A chodzi o wydarzenia z końca września 2018 roku. Na krotoszyński SOR trafił mały Kuba, który połknął agrafkę. Lekarka, która go przyjęła i wstępnie zbadała, poleciła rodzicom przewiezienie go prywatnym samochodem do oddalonego o prawie 30 kilometrów szpitala w Ostrowie Wielkopolskim.
W drodze maluch zaczął się krztusić, dlatego rodzice poprosili o eskortę policję. I tak chłopczyk trafił na ostrowską chirurgię.
Zdaniem śledczych- lekarka swoim zachowaniem naraziła zdrowie i życie dziecka.
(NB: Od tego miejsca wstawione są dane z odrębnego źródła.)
//! Submitted and stored field values.

use std::fmt;

use serde::{Deserialize, Serialize};

/// A scalar or, for multi-value columns, an ordered sequence of scalars.
#[derive(Debug, Clone, PartialEq, Eq, Serialize, Deserialize)]
#[serde(untagged)]
pub enum FieldValue {
    Single(String),
    Multi(Vec<String>),
}

impl FieldValue {
    /// The empty scalar.
    pub fn empty() -> Self {
        FieldValue::Single(String::new())
    }

    /// Empty string or empty sequence.
    pub fn is_empty(&self) -> bool {
        match self {
            FieldValue::Single(s) => s.is_empty(),
            FieldValue::Multi(v) => v.is_empty(),
        }
    }

    /// Empty, or the scalar `"0"`. Such values count as "not given" for
    /// defaulting purposes.
    pub fn is_falsy(&self) -> bool {
        match self {
            FieldValue::Single(s) => s.is_empty() || s == "0",
            FieldValue::Multi(v) => v.is_empty(),
        }
    }

    pub fn is_multi(&self) -> bool {
        matches!(self, FieldValue::Multi(_))
    }

    /// Apply `f` to every scalar.
    pub fn map(&self, mut f: impl FnMut(&str) -> String) -> Self {
        match self {
            FieldValue::Single(s) => FieldValue::Single(f(s)),
            FieldValue::Multi(v) => FieldValue::Multi(v.iter().map(|s| f(s)).collect()),
        }
    }

    /// All scalars, one for a single value.
    pub fn values(&self) -> Vec<&str> {
        match self {
            FieldValue::Single(s) => vec![s.as_str()],
            FieldValue::Multi(v) => v.iter().map(String::as_str).collect(),
        }
    }
}

impl Default for FieldValue {
    fn default() -> Self {
        Self::empty()
    }
}

impl fmt::Display for FieldValue {
    fn fmt(&self, f: &mut fmt::Formatter<'_>) -> fmt::Result {
        match self {
            FieldValue::Single(s) => f.write_str(s),
            FieldValue::Multi(v) => f.write_str(&v.join(", ")),
        }
    }
}

impl From<&str> for FieldValue {
    fn from(value: &str) -> Self {
        FieldValue::Single(value.to_string())
    }
}

impl From<String> for FieldValue {
    fn from(value: String) -> Self {
        FieldValue::Single(value)
    }
}

impl From<Vec<String>> for FieldValue {
    fn from(value: Vec<String>) -> Self {
        FieldValue::Multi(value)
    }
}

impl From<Vec<&str>> for FieldValue {
    fn from(value: Vec<&str>) -> Self {
        FieldValue::Multi(value.into_iter().map(String::from).collect())
    }
}
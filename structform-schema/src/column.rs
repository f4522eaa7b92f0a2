//! Columns and schemas.
//!
//! A [`Schema`] is a named, ordered list of typed [`Column`]s. Schemas are
//! described on disk by a [`SchemaDef`] and turned into resolved columns that
//! know which table they belong to.

use std::collections::{BTreeMap, HashSet};

use serde::{Deserialize, Serialize};

use crate::error::{Result, SchemaError};
use crate::types::FieldType;

/// Column definition as written in a schema file.
#[derive(Debug, Clone, Serialize, Deserialize, PartialEq)]
pub struct ColumnDef {
    pub label: String,
    #[serde(rename = "type")]
    pub type_: FieldType,
    #[serde(default)]
    pub multi: bool,
    /// Translated labels keyed by language code.
    #[serde(default, skip_serializing_if = "BTreeMap::is_empty")]
    pub labels: BTreeMap<String, String>,
    /// Translated hints keyed by language code.
    #[serde(default, skip_serializing_if = "BTreeMap::is_empty")]
    pub hints: BTreeMap<String, String>,
}

/// Schema definition as written in a schema file.
#[derive(Debug, Clone, Serialize, Deserialize, PartialEq)]
pub struct SchemaDef {
    pub name: String,
    #[serde(default)]
    pub columns: Vec<ColumnDef>,
}

/// A single typed slot within a schema.
#[derive(Debug, Clone, PartialEq)]
pub struct Column {
    table: String,
    label: String,
    type_: FieldType,
    multi: bool,
    labels: BTreeMap<String, String>,
    hints: BTreeMap<String, String>,
}

impl Column {
    pub fn new(table: impl Into<String>, label: impl Into<String>, type_: FieldType) -> Self {
        Self {
            table: table.into(),
            label: label.into(),
            type_,
            multi: false,
            labels: BTreeMap::new(),
            hints: BTreeMap::new(),
        }
    }

    fn from_def(table: &str, def: ColumnDef) -> Self {
        Self {
            table: table.to_string(),
            label: def.label,
            type_: def.type_,
            multi: def.multi,
            labels: def.labels,
            hints: def.hints,
        }
    }

    /// Mark the column as holding multiple values.
    pub fn multi(mut self, multi: bool) -> Self {
        self.multi = multi;
        self
    }

    /// Add a translated label.
    pub fn with_label(mut self, lang: impl Into<String>, label: impl Into<String>) -> Self {
        self.labels.insert(lang.into(), label.into());
        self
    }

    /// Add a translated hint.
    pub fn with_hint(mut self, lang: impl Into<String>, hint: impl Into<String>) -> Self {
        self.hints.insert(lang.into(), hint.into());
        self
    }

    pub fn table(&self) -> &str {
        &self.table
    }

    pub fn label(&self) -> &str {
        &self.label
    }

    pub fn field_type(&self) -> &FieldType {
        &self.type_
    }

    pub fn is_multi(&self) -> bool {
        self.multi
    }

    /// `table.label`
    pub fn full_qualified_label(&self) -> String {
        format!("{}.{}", self.table, self.label)
    }

    /// Label in `lang`, falling back to the plain label.
    pub fn translated_label(&self, lang: &str) -> &str {
        self.labels
            .get(lang)
            .map(String::as_str)
            .unwrap_or(&self.label)
    }

    /// Hint in `lang`, empty if none was given.
    pub fn translated_hint(&self, lang: &str) -> &str {
        self.hints.get(lang).map(String::as_str).unwrap_or("")
    }
}

/// A named collection of typed columns.
#[derive(Debug, Clone, PartialEq)]
pub struct Schema {
    name: String,
    columns: Vec<Column>,
}

impl Schema {
    pub fn new(name: impl Into<String>) -> Self {
        Self {
            name: name.into(),
            columns: Vec::new(),
        }
    }

    /// Build a schema from its on-disk definition, rejecting duplicate labels.
    pub fn from_def(def: SchemaDef) -> Result<Self> {
        let mut seen = HashSet::new();
        let mut columns = Vec::with_capacity(def.columns.len());
        for col in def.columns {
            if !seen.insert(col.label.clone()) {
                return Err(SchemaError::DuplicateColumn {
                    table: def.name,
                    label: col.label,
                });
            }
            columns.push(Column::from_def(&def.name, col));
        }
        Ok(Self {
            name: def.name,
            columns,
        })
    }

    /// Append a column of the given type. The column's table is this schema.
    pub fn column(mut self, column: Column) -> Self {
        let Column {
            label,
            type_,
            multi,
            labels,
            hints,
            ..
        } = column;
        self.columns.push(Column {
            table: self.name.clone(),
            label,
            type_,
            multi,
            labels,
            hints,
        });
        self
    }

    pub fn name(&self) -> &str {
        &self.name
    }

    pub fn columns(&self) -> &[Column] {
        &self.columns
    }

    /// Find a column by its label.
    pub fn find_column(&self, label: &str) -> Result<&Column> {
        self.columns
            .iter()
            .find(|c| c.label == label)
            .ok_or_else(|| SchemaError::UnknownColumn {
                table: self.name.clone(),
                label: label.to_string(),
            })
    }
}

#[cfg(test)]
mod tests {
    use super::*;

    fn orders() -> Schema {
        Schema::new("orders")
            .column(Column::new("", "id", FieldType::increment()))
            .column(
                Column::new("", "title", FieldType::text())
                    .with_label("de", "Titel")
                    .with_hint("en", "Short summary"),
            )
    }

    #[test]
    fn find_column_sets_table() {
        let schema = orders();
        let col = schema.find_column("title").unwrap();
        assert_eq!(col.table(), "orders");
        assert_eq!(col.full_qualified_label(), "orders.title");
    }

    #[test]
    fn find_missing_column_errors() {
        let schema = orders();
        assert!(matches!(
            schema.find_column("nope"),
            Err(SchemaError::UnknownColumn { .. })
        ));
    }

    #[test]
    fn translations_fall_back() {
        let schema = orders();
        let col = schema.find_column("title").unwrap();
        assert_eq!(col.translated_label("de"), "Titel");
        assert_eq!(col.translated_label("fr"), "title");
        assert_eq!(col.translated_hint("en"), "Short summary");
        assert_eq!(col.translated_hint("de"), "");
    }

    #[test]
    fn schema_def_from_yaml() {
        let yaml = r#"
name: orders
columns:
  - label: id
    type:
      kind: increment
      zerofill: 5
  - label: color
    type:
      kind: lookup
      schema: colors
      field: name
  - label: tags
    type:
      kind: text
    multi: true
    labels:
      en: Tags
"#;
        let def: SchemaDef = serde_yaml::from_str(yaml).unwrap();
        let schema = Schema::from_def(def).unwrap();
        assert_eq!(schema.columns().len(), 3);
        let tags = schema.find_column("tags").unwrap();
        assert!(tags.is_multi());
        assert_eq!(tags.translated_label("en"), "Tags");
        assert!(schema.find_column("color").unwrap().field_type().is_lookup());
    }

    #[test]
    fn duplicate_labels_rejected() {
        let def = SchemaDef {
            name: "orders".into(),
            columns: vec![
                ColumnDef {
                    label: "id".into(),
                    type_: FieldType::increment(),
                    multi: false,
                    labels: BTreeMap::new(),
                    hints: BTreeMap::new(),
                },
                ColumnDef {
                    label: "id".into(),
                    type_: FieldType::text(),
                    multi: false,
                    labels: BTreeMap::new(),
                    hints: BTreeMap::new(),
                },
            ],
        };
        assert!(matches!(
            Schema::from_def(def),
            Err(SchemaError::DuplicateColumn { .. })
        ));
    }
}
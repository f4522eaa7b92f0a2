//! Test utilities for structform crates
//!
//! Shared fixtures so tests across crates agree on one set of schemas:
//!
//! - `orders`: `id` (increment), `title` (text, German label, English hint),
//!   `amount` (decimal, 0..=1000), `color` (lookup into `colors.name`),
//!   `tags` (multi text), `sizes` (multi lookup into `colors.name`)
//! - `colors`: `name` (text), seeded with `Red` (row 1) and `Blue` (row 2)
//!
//! [`RecordingEngine`] is a query engine that answers with canned rows and
//! remembers every search it was given.

use std::collections::VecDeque;
use std::path::Path;
use std::sync::{Arc, Mutex};

use async_trait::async_trait;
use structform_schema::{
    Cell, Column, FieldType, MemoryStore, QueryEngine, Result, Row, Schema, SchemaCatalog,
    Search,
};
use tempfile::TempDir;

/// The `orders` fixture schema.
pub fn orders_schema() -> Schema {
    Schema::new("orders")
        .column(Column::new("orders", "id", FieldType::increment()))
        .column(
            Column::new("orders", "title", FieldType::text())
                .with_label("de", "Titel")
                .with_hint("en", "Short summary"),
        )
        .column(Column::new(
            "orders",
            "amount",
            FieldType::Decimal {
                min: Some(0.0),
                max: Some(1000.0),
            },
        ))
        .column(Column::new(
            "orders",
            "color",
            FieldType::lookup("colors", "name"),
        ))
        .column(Column::new("orders", "tags", FieldType::text()).multi(true))
        .column(Column::new("orders", "sizes", FieldType::lookup("colors", "name")).multi(true))
}

/// The `colors` fixture schema.
pub fn colors_schema() -> Schema {
    Schema::new("colors").column(Column::new("colors", "name", FieldType::text()))
}

/// A store holding both fixture schemas, `colors` seeded with Red and Blue.
pub async fn fixture_store() -> Arc<MemoryStore> {
    let store = MemoryStore::from_schemas([orders_schema(), colors_schema()]);
    for name in ["Red", "Blue"] {
        store
            .insert("colors", [("name", name)])
            .await
            .expect("fixture insert");
    }
    Arc::new(store)
}

/// Write `(file name, contents)` pairs into a fresh temporary directory.
pub fn schema_dir<'a>(files: impl IntoIterator<Item = (&'a str, &'a str)>) -> TempDir {
    let dir = TempDir::new().expect("create temp dir");
    for (name, contents) in files {
        write_file(dir.path(), name, contents);
    }
    dir
}

fn write_file(dir: &Path, name: &str, contents: &str) {
    std::fs::write(dir.join(name), contents).expect("write fixture file");
}

/// Query engine answering with canned rows, in order, and recording searches.
///
/// Once the canned responses run out every further query returns no rows.
/// Schemas are served from the fixture set.
#[derive(Default)]
pub struct RecordingEngine {
    responses: Mutex<VecDeque<Vec<Row>>>,
    searches: Mutex<Vec<Search>>,
}

impl RecordingEngine {
    pub fn new() -> Self {
        Self::default()
    }

    /// Queue rows of `(value, display value)` cells for the next query.
    pub fn respond(self, rows: &[&[(&str, &str)]]) -> Self {
        let rows = rows
            .iter()
            .map(|row| row.iter().map(|(v, d)| Cell::new(*v, *d)).collect())
            .collect();
        self.responses
            .lock()
            .expect("responses lock")
            .push_back(rows);
        self
    }

    /// Every search executed so far.
    pub fn searches(&self) -> Vec<Search> {
        self.searches.lock().expect("searches lock").clone()
    }
}

#[async_trait]
impl QueryEngine for RecordingEngine {
    async fn execute(&self, search: &Search) -> Result<Vec<Row>> {
        self.searches
            .lock()
            .expect("searches lock")
            .push(search.clone());
        Ok(self
            .responses
            .lock()
            .expect("responses lock")
            .pop_front()
            .unwrap_or_default())
    }
}

#[async_trait]
impl SchemaCatalog for RecordingEngine {
    async fn load_schema(&self, table: &str) -> Result<Schema> {
        MemoryStore::from_schemas([orders_schema(), colors_schema()])
            .load_schema(table)
            .await
    }
}
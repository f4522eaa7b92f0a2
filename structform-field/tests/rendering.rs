use std::collections::HashSet;
use std::sync::Arc;

use structform_field::{FieldEngine, HtmlForm, RenderParams};
use structform_schema::MemoryStore;
use structform_test_utils::{fixture_store, schema_dir};

async fn render(engine: &FieldEngine, args: &[&str], submitted: Option<&str>) -> (String, String) {
    let (mut field, _) = engine.initialize(args).await;
    if let Some(submitted) = submitted {
        engine.set_value(&mut field, submitted).await;
    }
    let mut params = RenderParams::new("f");
    let mut form = HtmlForm::new("form1");
    engine.render_field(&field, &mut params, &mut form);
    let html = form.elements().concat();
    (html, params.class.unwrap_or_default())
}

#[tokio::test]
async fn error_class_follows_last_submission() {
    let engine = FieldEngine::from_store(fixture_store().await);

    let (html, class) = render(&engine, &["struct_field", "orders.amount"], Some("x")).await;
    assert_eq!(class, "bureaucracy_error");
    assert!(html.contains("<label class=\"bureaucracy_error\""));

    let (html, class) = render(&engine, &["struct_field", "orders.amount"], Some("12")).await;
    assert!(class.is_empty());
    assert!(!html.contains("bureaucracy_error"));
    assert!(html.contains("value=\"12\""));
}

#[tokio::test]
async fn label_hint_and_required_marker() {
    let engine = FieldEngine::from_store(fixture_store().await);

    let (html, _) = render(&engine, &["struct_field", "orders.title"], None).await;
    assert!(html.contains("data-column=\"orders.title\""));
    assert!(html.contains("<span class=\"label hashint\" title=\"Short summary\">title <sup>*</sup></span>"));

    let (html, _) = render(&engine, &["struct_field", "orders.title", "!"], None).await;
    assert!(!html.contains("<sup>*</sup>"));

    let (html, _) = render(&engine, &["struct_field", "orders.amount"], None).await;
    assert!(html.contains("<span class=\"label \" title=\"\">amount"));
}

#[tokio::test]
async fn opens_fieldset_once_and_ids_are_unique() {
    let engine = FieldEngine::from_store(fixture_store().await);
    let (field, _) = engine.initialize(&["struct_field", "orders.title"]).await;

    let mut form = HtmlForm::new("form1");
    for name in ["a", "b", "c"] {
        engine.render_field(&field, &mut RenderParams::new(name), &mut form);
    }
    assert_eq!(form.fieldset_count(), 1);

    let ids: HashSet<String> = form
        .elements()
        .iter()
        .map(|html| {
            let start = html.find("for=\"").unwrap() + 5;
            let end = html[start..].find('"').unwrap() + start;
            html[start..end].to_string()
        })
        .collect();
    assert_eq!(ids.len(), 3);
    assert!(ids.iter().all(|id| id.starts_with("struct__")));
}

#[tokio::test]
async fn degraded_field_renders_nothing() {
    let engine = FieldEngine::from_store(fixture_store().await);
    let (html, _) = render(&engine, &["struct_field", "orders.nope"], Some("1")).await;
    assert!(html.is_empty());
}

#[tokio::test]
async fn lookup_and_multi_editors() {
    let engine = FieldEngine::from_store(fixture_store().await);

    let (html, _) = render(&engine, &["struct_field", "orders.color"], Some("2")).await;
    assert!(html.contains("<select name=\"f\" class=\"struct_lookup\""));
    assert!(html.contains("data-schema=\"colors\""));
    assert!(html.contains("<option value=\"1\">Red</option>"));
    assert!(html.contains("<option value=\"2\" selected=\"selected\">Blue</option>"));
    assert!(!html.contains("<input "));

    let (html, _) = render(&engine, &["struct_field", "orders.sizes"], Some("1, 2")).await;
    assert!(html.contains("multiple=\"multiple\""));
    assert!(html.contains("<option value=\"1\" selected=\"selected\">Red</option>"));
    assert!(html.contains("<option value=\"2\" selected=\"selected\">Blue</option>"));

    let (html, _) = render(&engine, &["struct_field", "orders.tags"], Some("a, b,")).await;
    assert!(html.contains("<div class=\"multiwrap\">"));
    assert!(html.contains("value=\"a, b\""));
    assert!(html.contains("<small>Separate multiple values with commas.</small>"));
}

#[tokio::test]
async fn configured_language_and_classes() {
    let dir = schema_dir([("structform.yaml", "lang: de\nerror_class: invalid\n")]);
    let engine = FieldEngine::from_store(fixture_store().await)
        .load_config(Some(&dir.path().join("structform.yaml")))
        .unwrap();
    assert_eq!(engine.config().lang, "de");

    let (html, class) = render(&engine, &["struct_field", "orders.title"], Some("")).await;
    assert_eq!(class, "invalid");
    assert!(html.contains(">Titel <sup>*</sup></span>"));
    // No German hint is defined.
    assert!(html.contains("<span class=\"label \" title=\"\">"));
}

#[tokio::test]
async fn renders_schema_loaded_from_yaml() {
    let dir = schema_dir([(
        "tickets.yaml",
        r#"
name: tickets
columns:
  - label: number
    type:
      kind: increment
      zerofill: 5
    labels:
      en: Ticket number
    hints:
      en: Assigned on save
"#,
    )]);
    let store = Arc::new(MemoryStore::new());
    assert_eq!(store.load_dir(dir.path()).await.unwrap(), 1);

    let engine = FieldEngine::from_store(store);
    let (html, _) = render(&engine, &["struct_field", "tickets.number"], Some("")).await;
    assert!(html.contains("title=\"Assigned on save\">Ticket number"));
    assert!(html.contains("class=\"struct_increment\""));
    assert!(html.contains("value=\"1\""));
}
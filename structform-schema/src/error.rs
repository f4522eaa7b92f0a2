//! Error types for schema resolution, queries and value validation

use std::path::PathBuf;
use thiserror::Error;

/// Result type for schema operations
pub type Result<T> = std::result::Result<T, SchemaError>;

/// Errors that can occur while resolving schemas, columns or running queries
#[derive(Debug, Error)]
pub enum SchemaError {
    /// Identifier is not of the form `schema.field`
    #[error("Field '{identifier}' not given in schema.field form")]
    MalformedIdentifier { identifier: String },

    /// No schema with this name exists
    #[error("schema not found: {table}")]
    UnknownTable { table: String },

    /// The schema exists but has no column with this label
    #[error("column not found: {table}.{label}")]
    UnknownColumn { table: String, label: String },

    /// A schema definition declares the same label twice
    #[error("duplicate column '{label}' in schema '{table}'")]
    DuplicateColumn { table: String, label: String },

    /// The query builder was used in a way the engine cannot execute
    #[error("invalid query: {message}")]
    InvalidQuery { message: String },

    /// Schema directory not found
    #[error("schema directory not found: {path}")]
    NotInitialized { path: PathBuf },

    /// IO error
    #[error("IO error: {0}")]
    Io(#[from] std::io::Error),

    /// YAML serialization error
    #[error("YAML error: {0}")]
    Yaml(#[from] serde_yaml::Error),
}

/// A submitted value was rejected by its column type.
#[derive(Debug, Clone, Error, PartialEq)]
pub enum ValidationError {
    #[error("decimal required")]
    DecimalRequired,

    #[error("value must be at least {min}")]
    DecimalMin { min: f64 },

    #[error("value must be at most {max}")]
    DecimalMax { max: f64 },

    /// Lookup values are row identifiers
    #[error("lookup failed: '{value}' is not a row id")]
    LookupId { value: String },
}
Lista zarzutów jest długa- mówi Krzysztof Kopania, rzecznik Prokuratury Regionalnej w Łodzi.
Nie zleciła też możliwych do wykonania, dodatkowych badań. Nie oceniła należycie ryzyka transportu oraz nie zleciła przewozu dziecka transportem sanitarnym. Nie porozumiała się ze szpitalem dysponującym możliwością leczenia takich przypadków.
Nie uzgodniła przekazała pacjenta z lekarzem, nie upewniła się czy szpital, do którego wysyła chłopca , posiada możliwości leczenia go w takim zakresie.
Docelowo chłopcu pomogli lekarze z Wrocławia, którzy wyciągnęli agrafkę z przełyku.
Tuż po zdarzeniu- szpital w Krotoszynie wydał oświadczenie, w którym przeprosił za całą sytuację.
Dyrekcja oceniła postępowanie lekarki w zakresie przekazania pacjenta do szpitala w Ostrowie Wlkp. jako „niewłaściwe". Kobieta została pisemnie upomniana. Wprowadzono też nadzór nad jej pracą.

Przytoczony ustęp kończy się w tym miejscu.